- Born: 1915 India
- Died: 23 January 2012 (aged 96–97) New Delhi
- Occupation: Homoeopathic physician
- Awards: Padma Shri
- Website: Official web site

= Jugal Kishore (physician) =

Indian homoeopathic physician (1915–2012)

Jugal Kishore (1915–2012) was an Indian homoeopathic physician and the founder Director of Nehru Homoeopathic Medical College and Hospital, New Delhi, a Government of Delhi undertaking. He was honored by the Government of India, in 2012, with the fourth highest Indian civilian award of Padma Shri.

==Biography==
Jugal Kishore was born in 1915 in the British India. He did his graduate studies at the Foreman Christian College, Lahore, Punjab University and was preparing to appear for the Indian Civil Service examinations when he contracted a disease which rendered him bedridden for over a year. During the convalescing period, he is reported to have chanced upon a homoeopathic book which helped him in self medication and a reported cure from his illness. This is known to have prompted him to take up studies on homoeopathy.

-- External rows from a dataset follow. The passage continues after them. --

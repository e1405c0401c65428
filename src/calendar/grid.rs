use super::month::YearMonth;
use time::{Date, Weekday, Weekday::*};

pub(crate) const DAYS_IN_WEEK: usize = 7;

/// Weekdays in column order
pub(crate) const WEEKDAYS: [Weekday; DAYS_IN_WEEK] = [
    Sunday, Monday, Tuesday, Wednesday, Thursday, Friday, Saturday,
];

pub(crate) trait WeekdayExt {
    fn index0(&self) -> usize;
}

impl WeekdayExt for Weekday {
    fn index0(&self) -> usize {
        self.number_days_from_sunday().into()
    }
}

/// One row of a month grid, starting on Sunday.  A `None` cell is a
/// placeholder for a day outside the month.
#[derive(Clone, Copy, Debug, Eq, PartialEq)]
pub(crate) struct Week([Option<Date>; DAYS_IN_WEEK]);

impl Week {
    fn empty() -> Self {
        Week([None; DAYS_IN_WEEK])
    }

    fn set(&mut self, date: Date) {
        if let Some(cell) = self.0.get_mut(date.weekday().index0()) {
            *cell = Some(date);
        }
    }

    fn is_empty(&self) -> bool {
        self.0.iter().all(Option::is_none)
    }

    pub(crate) fn get(&self, wd: Weekday) -> Option<Date> {
        self.0.get(wd.index0()).copied().flatten()
    }

    /// Iterate over all seven cells, placeholders included
    pub(crate) fn cells(&self) -> impl Iterator<Item = Option<Date>> + '_ {
        self.0.iter().copied()
    }

    /// Iterate over the real dates in the week along with their weekdays
    pub(crate) fn enumerate(&self) -> impl Iterator<Item = (Weekday, Date)> + '_ {
        std::iter::zip(WEEKDAYS, self.0).filter_map(|(wd, cell)| cell.map(|d| (wd, d)))
    }
}

/// The week-major grid of one month's dates
#[derive(Clone, Debug, Eq, PartialEq)]
pub(crate) struct MonthGrid {
    month: YearMonth,
    weeks: Vec<Week>,
}

impl MonthGrid {
    pub(crate) fn month(&self) -> YearMonth {
        self.month
    }

    pub(crate) fn weeks(&self) -> &[Week] {
        &self.weeks
    }

    /// Returns the date at the given row & column, or `None` if the cell is a
    /// placeholder or lies outside the grid
    pub(crate) fn cell(&self, week: usize, wd: Weekday) -> Option<Date> {
        self.weeks.get(week).and_then(|w| w.get(wd))
    }

    /// Iterate over the real dates of the grid in reading order
    #[cfg(test)]
    pub(crate) fn dates(&self) -> impl DoubleEndedIterator<Item = Date> + '_ {
        self.weeks.iter().flat_map(|w| w.0.iter().flatten().copied())
    }
}

/// Lay out the dates of `month` in rows of seven, Sunday first.
///
/// The first week is preceded by placeholders for the days of the previous
/// month, and the last week is padded with placeholders to a full row.
pub(crate) fn build_month_grid(month: YearMonth) -> MonthGrid {
    let mut weeks = Vec::with_capacity(6);
    let mut week = Week::empty();
    for date in month.days() {
        week.set(date);
        if date.weekday() == Saturday {
            weeks.push(std::mem::replace(&mut week, Week::empty()));
        }
    }
    if !week.is_empty() {
        weeks.push(week);
    }
    MonthGrid { month, weeks }
}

Kishore graduated in homoeopathic medicine from the Calcutta Homoeopathic College, West Bengal and started his practice in 1945 to begin a career which spanned for over 65 years. During this period, Kishore served as the honorary physician to the President of India for four tenures, honorary homoeopathic advisor to the Government of India once and was the Chairman of Homoeopathic Pharmacopoeia Committee of India. When the Government of Delhi established Nehru Homoeopathic Medical College and Hospital in New Delhi, Kishore was made its first director. He was the president of the Asian Homoeopathic Medical League (AHML) and a member of the national executive committee of the International Homoeopathic Medical Organization, Geneva. He was a member of the Indian delegation for two sessions of International Homoeopathic Congress in 1973 and 1976 and was the president of the Central Council of Homoeopathy.

Jugal Kishore is known to be the creator of Kishore Cards, a punch card system for Homoeopathic Reportorial analysis on which he has authored three books, Kishore Card Repertory, Integrated Repertory - Mind and Generalities and Evolution of Repertories. He is also credited with several innovative homoeopathic treatment protocols.

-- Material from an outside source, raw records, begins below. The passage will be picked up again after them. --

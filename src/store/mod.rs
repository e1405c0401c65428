mod book;
mod days;
mod key;
mod record;
mod session;
mod storage;
pub(crate) use self::book::DayBook;
pub(crate) use self::days::DayStore;
pub(crate) use self::key::{DateKey, YMD_FMT};
pub(crate) use self::record::{DayRecord, Progress};
pub(crate) use self::session::Draft;
pub(crate) use self::storage::{DirStorage, KeyValueStorage};
#[cfg(test)]
pub(crate) use self::storage::{MemoryStorage, StorageError};
use crate::calendar::{build_month_grid, YearMonth};
use crate::store::{DateKey, DayStore};

static HEADER: &str = "Su  Mo  Tu  We  Th  Fr  Sa";

/// Lay out `month` as plain text, marking each recorded day with an asterisk
/// and listing the month's records beneath the calendar
pub(crate) fn render_month(month: YearMonth, days: &DayStore) -> Vec<String> {
    let grid = build_month_grid(month);
    let mut lines = Vec::with_capacity(grid.weeks().len() + 3);
    let title = month.to_string();
    lines.push(format!("{title:^26}").trim_end().to_owned());
    lines.push(HEADER.to_owned());
    for week in grid.weeks() {
        let cells = week
            .cells()
            .map(|cell| match cell {
                Some(date) => {
                    let mark = if days.lookup(DateKey::from(date)).is_some() {
                        '*'
                    } else {
                        ' '
                    };
                    format!("{:>2}{mark}", date.day())
                }
                None => String::from("   "),
            })
            .collect::<Vec<_>>();
        lines.push(cells.join(" ").trim_end().to_owned());
    }
    let mut records = days
        .range(
            DateKey::from(month.first_day()),
            DateKey::from(month.last_day()),
        )
        .peekable();
    if records.peek().is_some() {
        lines.push(String::new());
    }
    for (key, record) in records {
        let pct = record.progress.to_string();
        let mut line = format!("{key}  {pct:>4}");
        if record.has_note() {
            line.push_str("  ");
            line.push_str(record.headline());
        }
        lines.push(line);
    }
    lines
}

Jugal Kishore was married to Sharda who preceded him in death, and the couple had two sons. Dr. Rajeev Kishore, a pediatric allergist, who practices in Akron, Ohio, and Dr. Arvind Kishore, following the path of his father, is a homoeopathic practitioner. Jugal Kishore died on 23 January 2012, two days prior to the announcement of his nomination for the civilian award of Padma Shri which was announced on 25 January 2012.